Recuerdo que me puse a gritar y a llorar, pero el hecho de no oírme siquiera a causa del griterío de la gente hizo que me asustara aún más. Cuando mamá, que estaba vibrando con papá, se dio cuenta, trató de ponerse a mi altura y averiguar qué me pasaba. Pero era inútil, no nos oíamos. Me cogió en brazos e intentó tranquilizarme sin éxito.

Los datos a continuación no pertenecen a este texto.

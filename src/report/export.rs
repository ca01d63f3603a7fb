//! JSON export of calculation results

use std::path::Path;

use anyhow::{Context, Result};
use chrono::Utc;
use serde::Serialize;

use crate::data::CategoricalAnalysis;
use crate::dist::{ChartSeries, DistributionResult, ModelDecision};

/// Metadata about the calculation run
#[derive(Serialize)]
pub struct ReportMetadata {
    /// Timestamp of the calculation (ISO 8601 format)
    pub timestamp: String,
    /// Finpop version
    pub finpop_version: String,
    /// Which subcommand produced the report
    pub mode: String,
}

/// Complete calculation export with metadata
#[derive(Serialize)]
pub struct CalculationReport<'a> {
    /// Metadata about the calculation run
    pub metadata: ReportMetadata,
    /// Model-selection decision (auto and analyze modes)
    #[serde(skip_serializing_if = "Option::is_none")]
    pub decision: Option<&'a ModelDecision>,
    /// The column analysis that produced N and K (analyze mode)
    #[serde(skip_serializing_if = "Option::is_none")]
    pub column_analysis: Option<&'a CategoricalAnalysis>,
    /// The distribution calculation itself
    pub results: &'a DistributionResult,
    /// Probability and cumulative series over the support
    #[serde(skip_serializing_if = "Option::is_none")]
    pub chart: Option<&'a ChartSeries>,
}

/// Export a calculation report to a JSON file.
///
/// # Arguments
/// * `output_path` - Path to write the JSON file
/// * `mode` - Subcommand name recorded in the metadata
/// * `decision` - Model decision, when one was made
/// * `column_analysis` - Column analysis, when parameters came from data
/// * `results` - The distribution calculation
/// * `chart` - The probability/cumulative series, when computed
pub fn export_report(
    output_path: &Path,
    mode: &str,
    decision: Option<&ModelDecision>,
    column_analysis: Option<&CategoricalAnalysis>,
    results: &DistributionResult,
    chart: Option<&ChartSeries>,
) -> Result<()> {
    let report = CalculationReport {
        metadata: ReportMetadata {
            timestamp: Utc::now().to_rfc3339(),
            finpop_version: env!("CARGO_PKG_VERSION").to_string(),
            mode: mode.to_string(),
        },
        decision,
        column_analysis,
        results,
        chart,
    };

    let json = serde_json::to_string_pretty(&report)
        .context("Failed to serialize calculation report to JSON")?;

    std::fs::write(output_path, json)
        .with_context(|| format!("Failed to write report to {}", output_path.display()))?;

    Ok(())
}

Yo traté de apretarme a ella para desterrar el desasosiego que sentía, pero las vibraciones del aire seguían metiéndose en cada fibra de mi ser.

Entonces papá hizo un descanso y se acercó a nosotras, lleno de adrenalina, sudando y eufórico. Pero a mí me dio miedo: ese no era mi papá. Al final del concierto, él quiso que mamá y yo saliéramos al escenario, pero eso no hizo sino empeorar las cosas. No quería mirar a toda aquella gente que me asustaba tanto, con los gritos y la expresión de estar poseídos.